EXERCISE> Each entry here is to be restated word for word.

** EXTRACTED DATA follows **

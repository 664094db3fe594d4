//! Account management module for the DEX executor.
//!
//! An account holds exactly one signing credential in memory and derives the
//! matching chain address from it. Loading and storing keys is left to the
//! caller; this crate only signs.

use async_trait::async_trait;
use dex_types::{Address, SignedTransaction, Transaction};
use thiserror::Error;

/// Re-export implementations
pub mod implementations {
	pub mod local;
}

/// Errors that can occur during account operations.
#[derive(Debug, Error)]
pub enum AccountError {
	/// Error that occurs when signing operations fail.
	#[error("Signing failed: {0}")]
	SigningFailed(String),
	/// Error that occurs when a cryptographic key is invalid or malformed.
	#[error("Invalid key: {0}")]
	InvalidKey(String),
}

/// Trait defining the interface for account implementations.
///
/// Implementations own the credential; callers only ever see the derived
/// address and the signed payloads.
#[async_trait]
pub trait AccountInterface: Send + Sync {
	/// Address derived from the signing credential.
	fn address(&self) -> Address;

	/// Signs a fully prepared transaction and returns its raw 2718 encoding.
	///
	/// Fails when the envelope is incomplete (no gas limit) or was prepared
	/// for a different sender.
	async fn sign_transaction(&self, tx: &Transaction) -> Result<SignedTransaction, AccountError>;
}

/// Service that manages account operations.
///
/// This struct wraps an underlying account implementation and is shared
/// (behind an `Arc`) by every component acting for the same wallet.
pub struct AccountService {
	implementation: Box<dyn AccountInterface>,
}

impl AccountService {
	pub fn new(implementation: Box<dyn AccountInterface>) -> Self {
		Self { implementation }
	}

	/// Address of the managed account.
	pub fn address(&self) -> Address {
		self.implementation.address()
	}

	/// Signs a transaction using the managed account.
	pub async fn sign(&self, tx: &Transaction) -> Result<SignedTransaction, AccountError> {
		if tx.from != self.address() {
			return Err(AccountError::SigningFailed(format!(
				"transaction sender {} does not match account {}",
				tx.from,
				self.address()
			)));
		}
		self.implementation.sign_transaction(tx).await
	}
}
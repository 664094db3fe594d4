//! Formatting helpers shared across the executor.

pub mod formatting;

pub use formatting::{explorer_link, format_token_amount, truncate_id};
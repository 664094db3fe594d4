//! Configuration module for the DEX executor.
//!
//! This module provides structures and utilities for managing executor
//! configuration. It supports loading configuration from TOML files and
//! validates that every referenced token, percentage and timeout is usable
//! before any component is constructed.
//!
//! ## Modular Configuration Support
//!
//! Configurations can be split into multiple files for better organization:
//! - Use `include = ["file1.toml", "file2.toml"]` to include other config files
//! - Each top-level section must be unique across all files (no duplicates allowed)

mod loader;

use dex_types::{Address, SecretString, TokenConfig, TokenRegistry, MULTICALL3_ADDRESS};
use regex::Regex;
use serde::{Deserialize, Serialize};
use std::path::Path;
use std::str::FromStr;
use thiserror::Error;

/// Errors that can occur during configuration operations.
#[derive(Debug, Error)]
pub enum ConfigError {
	/// Error that occurs during file I/O operations.
	#[error("IO error: {0}")]
	Io(#[from] std::io::Error),
	/// Error that occurs when parsing TOML configuration.
	#[error("Configuration error: {0}")]
	Parse(String),
	/// Error that occurs when configuration validation fails.
	#[error("Validation error: {0}")]
	Validation(String),
}

impl From<toml::de::Error> for ConfigError {
	fn from(err: toml::de::Error) -> Self {
		// Extract just the message without the huge input dump
		let message = err.message().to_string();
		ConfigError::Parse(message)
	}
}

/// Main configuration structure for the DEX executor.
#[derive(Debug, Clone, Deserialize, Serialize)]
pub struct Config {
	/// RPC endpoint and fee mode.
	pub network: NetworkConfig,
	/// Transaction delivery parameters.
	#[serde(default)]
	pub delivery: DeliveryConfig,
	/// Router, factory, multicall and wrapped-native addresses.
	pub contracts: ContractsConfig,
	/// Slippage, deadlines and pacing.
	#[serde(default)]
	pub trading: TradingConfig,
	/// Token registry entries.
	pub tokens: Vec<TokenConfig>,
	/// Wallets operated by the executor.
	#[serde(default)]
	pub wallets: Vec<WalletConfig>,
	/// Steps executed for every wallet by the `run` command.
	#[serde(default)]
	pub plan: Vec<PlanStep>,
}

/// RPC endpoint configuration.
#[derive(Debug, Clone, Deserialize, Serialize)]
pub struct NetworkConfig {
	/// Human-readable network name, used in logs.
	pub name: String,
	/// JSON-RPC endpoint.
	pub rpc_url: String,
	/// Explorer transaction URL prefix, e.g. `https://explorer.example/tx/`.
	pub explorer_url: Option<String>,
	/// Use EIP-1559 fee fields; legacy gas price otherwise.
	#[serde(default = "default_eip1559")]
	pub eip1559: bool,
}

fn default_eip1559() -> bool {
	true
}

/// Transaction delivery parameters.
#[derive(Debug, Clone, Deserialize, Serialize)]
#[serde(deny_unknown_fields)]
pub struct DeliveryConfig {
	/// Seconds to wait for a submitted transaction to be mined.
	#[serde(default = "default_receipt_timeout_seconds")]
	pub receipt_timeout_seconds: u64,
	/// Delay between receipt queries, in milliseconds.
	#[serde(default = "default_poll_interval_ms")]
	pub poll_interval_ms: u64,
	/// Blocks sampled by `eth_feeHistory`.
	#[serde(default = "default_fee_history_blocks")]
	pub fee_history_blocks: u64,
	/// Reward percentile requested from `eth_feeHistory`.
	#[serde(default = "default_priority_fee_percentile")]
	pub priority_fee_percentile: f64,
	/// Legacy gas price multiplier, in percent.
	#[serde(default = "default_legacy_multiplier")]
	pub legacy_gas_price_multiplier_percent: u64,
}

impl Default for DeliveryConfig {
	fn default() -> Self {
		Self {
			receipt_timeout_seconds: default_receipt_timeout_seconds(),
			poll_interval_ms: default_poll_interval_ms(),
			fee_history_blocks: default_fee_history_blocks(),
			priority_fee_percentile: default_priority_fee_percentile(),
			legacy_gas_price_multiplier_percent: default_legacy_multiplier(),
		}
	}
}

fn default_receipt_timeout_seconds() -> u64 {
	300
}

fn default_poll_interval_ms() -> u64 {
	2000
}

fn default_fee_history_blocks() -> u64 {
	5
}

fn default_priority_fee_percentile() -> f64 {
	80.0
}

fn default_legacy_multiplier() -> u64 {
	110
}

/// Contract addresses.
#[derive(Debug, Clone, Deserialize, Serialize)]
pub struct ContractsConfig {
	/// AMM router.
	pub router: Address,
	/// Pool factory; the router's `defaultFactory()` is used when absent.
	pub factory: Option<Address>,
	/// Multicall3 deployment.
	#[serde(default = "default_multicall")]
	pub multicall: Address,
	/// Wrapped native token. Balances of this token are read as native balance.
	pub wrapped_native: Address,
}

fn default_multicall() -> Address {
	MULTICALL3_ADDRESS
}

/// Trading parameters.
#[derive(Debug, Clone, Deserialize, Serialize)]
pub struct TradingConfig {
	/// Slippage tolerance in basis points.
	#[serde(default = "default_slippage_bps")]
	pub slippage_bps: u16,
	/// Seconds from now until a swap expires.
	#[serde(default = "default_swap_deadline_seconds")]
	pub swap_deadline_seconds: u64,
	/// Seconds from now until a liquidity addition expires.
	#[serde(default = "default_liquidity_deadline_seconds")]
	pub liquidity_deadline_seconds: u64,
	/// Random pause before each plan step of one wallet.
	#[serde(default)]
	pub pause_seconds: PauseRange,
}

impl Default for TradingConfig {
	fn default() -> Self {
		Self {
			slippage_bps: default_slippage_bps(),
			swap_deadline_seconds: default_swap_deadline_seconds(),
			liquidity_deadline_seconds: default_liquidity_deadline_seconds(),
			pause_seconds: PauseRange::default(),
		}
	}
}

** End of EXTRACTED DATA **

SOLUTION BELOW>
repository 664094db3fe594d4
//! Account management module for the DEX executor.
//!
//! An account holds exactly one signing credential in memory and derives the
//! matching chain address from it. Loading and storing keys is left to the
//! caller; this crate only signs.

use async_trait::async_trait;
use dex_types::{Address, SignedTransaction, Transaction};
use thiserror::Error;

/// Re-export implementations
pub mod implementations {
	pub mod local;
}

/// Errors that can occur during account operations.
#[derive(Debug, Error)]
pub enum AccountError {
	/// Error that occurs when signing operations fail.
	#[error("Signing failed: {0}")]
	SigningFailed(String),
	/// Error that occurs when a cryptographic key is invalid or malformed.
	#[error("Invalid key: {0}")]
	InvalidKey(String),
}

/// Trait defining the interface for account implementations.
///
/// Implementations own the credential; callers only ever see the derived
/// address and the signed payloads.
#[async_trait]
pub trait AccountInterface: Send + Sync {
	/// Address derived from the signing credential.
	fn address(&self) -> Address;

	/// Signs a fully prepared transaction and returns its raw 2718 encoding.
	///
	/// Fails when the envelope is incomplete (no gas limit) or was prepared
	/// for a different sender.
	async fn sign_transaction(&self, tx: &Transaction) -> Result<SignedTransaction, AccountError>;
}

/// Service that manages account operations.
///
/// This struct wraps an underlying account implementation and is shared
/// (behind an `Arc`) by every component acting for the same wallet.
pub struct AccountService {
	implementation: Box<dyn AccountInterface>,
}

impl AccountService {
	pub fn new(implementation: Box<dyn AccountInterface>) -> Self {
		Self { implementation }
	}

	/// Address of the managed account.
	pub fn address(&self) -> Address {
		self.implementation.address()
	}

	/// Signs a transaction using the managed account.
	pub async fn sign(&self, tx: &Transaction) -> Result<SignedTransaction, AccountError> {
		if tx.from != self.address() {
			return Err(AccountError::SigningFailed(format!(
				"transaction sender {} does not match account {}",
				tx.from,
				self.address()
			)));
		}
		self.implementation.sign_transaction(tx).await
	}
}
repository 664094db3fe594d4
//! Formatting helpers shared across the executor.

pub mod formatting;

pub use formatting::{explorer_link, format_token_amount, truncate_id};
repository 664094db3fe594d4
//! Configuration module for the DEX executor.
//!
//! This module provides structures and utilities for managing executor
//! configuration. It supports loading configuration from TOML files and
//! validates that every referenced token, percentage and timeout is usable
//! before any component is constructed.
//!
//! ## Modular Configuration Support
//!
//! Configurations can be split into multiple files for better organization:
//! - Use `include = ["file1.toml", "file2.toml"]` to include other config files
//! - Each top-level section must be unique across all files (no duplicates allowed)

mod loader;

use dex_types::{Address, SecretString, TokenConfig, TokenRegistry, MULTICALL3_ADDRESS};
use regex::Regex;
use serde::{Deserialize, Serialize};
use std::path::Path;
use std::str::FromStr;
use thiserror::Error;

/// Errors that can occur during configuration operations.
#[derive(Debug, Error)]
pub enum ConfigError {
	/// Error that occurs during file I/O operations.
	#[error("IO error: {0}")]
	Io(#[from] std::io::Error),
	/// Error that occurs when parsing TOML configuration.
	#[error("Configuration error: {0}")]
	Parse(String),
	/// Error that occurs when configuration validation fails.
	#[error("Validation error: {0}")]
	Validation(String),
}

impl From<toml::de::Error> for ConfigError {
	fn from(err: toml::de::Error) -> Self {
		// Extract just the message without the huge input dump
		let message = err.message().to_string();
		ConfigError::Parse(message)
	}
}

/// Main configuration structure for the DEX executor.
#[derive(Debug, Clone, Deserialize, Serialize)]
pub struct Config {
	/// RPC endpoint and fee mode.
	pub network: NetworkConfig,
	/// Transaction delivery parameters.
	#[serde(default)]
	pub delivery: DeliveryConfig,
	/// Router, factory, multicall and wrapped-native addresses.
	pub contracts: ContractsConfig,
	/// Slippage, deadlines and pacing.
	#[serde(default)]
	pub trading: TradingConfig,
	/// Token registry entries.
	pub tokens: Vec<TokenConfig>,
	/// Wallets operated by the executor.
	#[serde(default)]
	pub wallets: Vec<WalletConfig>,
	/// Steps executed for every wallet by the `run` command.
	#[serde(default)]
	pub plan: Vec<PlanStep>,
}

/// RPC endpoint configuration.
#[derive(Debug, Clone, Deserialize, Serialize)]
pub struct NetworkConfig {
	/// Human-readable network name, used in logs.
	pub name: String,
	/// JSON-RPC endpoint.
	pub rpc_url: String,
	/// Explorer transaction URL prefix, e.g. `https://explorer.example/tx/`.
	pub explorer_url: Option<String>,
	/// Use EIP-1559 fee fields; legacy gas price otherwise.
	#[serde(default = "default_eip1559")]
	pub eip1559: bool,
}

fn default_eip1559() -> bool {
	true
}

/// Transaction delivery parameters.
#[derive(Debug, Clone, Deserialize, Serialize)]
#[serde(deny_unknown_fields)]
pub struct DeliveryConfig {
	/// Seconds to wait for a submitted transaction to be mined.
	#[serde(default = "default_receipt_timeout_seconds")]
	pub receipt_timeout_seconds: u64,
	/// Delay between receipt queries, in milliseconds.
	#[serde(default = "default_poll_interval_ms")]
	pub poll_interval_ms: u64,
	/// Blocks sampled by `eth_feeHistory`.
	#[serde(default = "default_fee_history_blocks")]
	pub fee_history_blocks: u64,
	/// Reward percentile requested from `eth_feeHistory`.
	#[serde(default = "default_priority_fee_percentile")]
	pub priority_fee_percentile: f64,
	/// Legacy gas price multiplier, in percent.
	#[serde(default = "default_legacy_multiplier")]
	pub legacy_gas_price_multiplier_percent: u64,
}

impl Default for DeliveryConfig {
	fn default() -> Self {
		Self {
			receipt_timeout_seconds: default_receipt_timeout_seconds(),
			poll_interval_ms: default_poll_interval_ms(),
			fee_history_blocks: default_fee_history_blocks(),
			priority_fee_percentile: default_priority_fee_percentile(),
			legacy_gas_price_multiplier_percent: default_legacy_multiplier(),
		}
	}
}

fn default_receipt_timeout_seconds() -> u64 {
	300
}

fn default_poll_interval_ms() -> u64 {
	2000
}

fn default_fee_history_blocks() -> u64 {
	5
}

fn default_priority_fee_percentile() -> f64 {
	80.0
}

fn default_legacy_multiplier() -> u64 {
	110
}

/// Contract addresses.
#[derive(Debug, Clone, Deserialize, Serialize)]
pub struct ContractsConfig {
	/// AMM router.
	pub router: Address,
	/// Pool factory; the router's `defaultFactory()` is used when absent.
	pub factory: Option<Address>,
	/// Multicall3 deployment.
	#[serde(default = "default_multicall")]
	pub multicall: Address,
	/// Wrapped native token. Balances of this token are read as native balance.
	pub wrapped_native: Address,
}

fn default_multicall() -> Address {
	MULTICALL3_ADDRESS
}

/// Trading parameters.
#[derive(Debug, Clone, Deserialize, Serialize)]
pub struct TradingConfig {
	/// Slippage tolerance in basis points.
	#[serde(default = "default_slippage_bps")]
	pub slippage_bps: u16,
	/// Seconds from now until a swap expires.
	#[serde(default = "default_swap_deadline_seconds")]
	pub swap_deadline_seconds: u64,
	/// Seconds from now until a liquidity addition expires.
	#[serde(default = "default_liquidity_deadline_seconds")]
	pub liquidity_deadline_seconds: u64,
	/// Random pause before each plan step of one wallet.
	#[serde(default)]
	pub pause_seconds: PauseRange,
}

impl Default for TradingConfig {
	fn default() -> Self {
		Self {
			slippage_bps: default_slippage_bps(),
			swap_deadline_seconds: default_swap_deadline_seconds(),
			liquidity_deadline_seconds: default_liquidity_deadline_seconds(),
			pause_seconds: PauseRange::default(),
		}
	}
}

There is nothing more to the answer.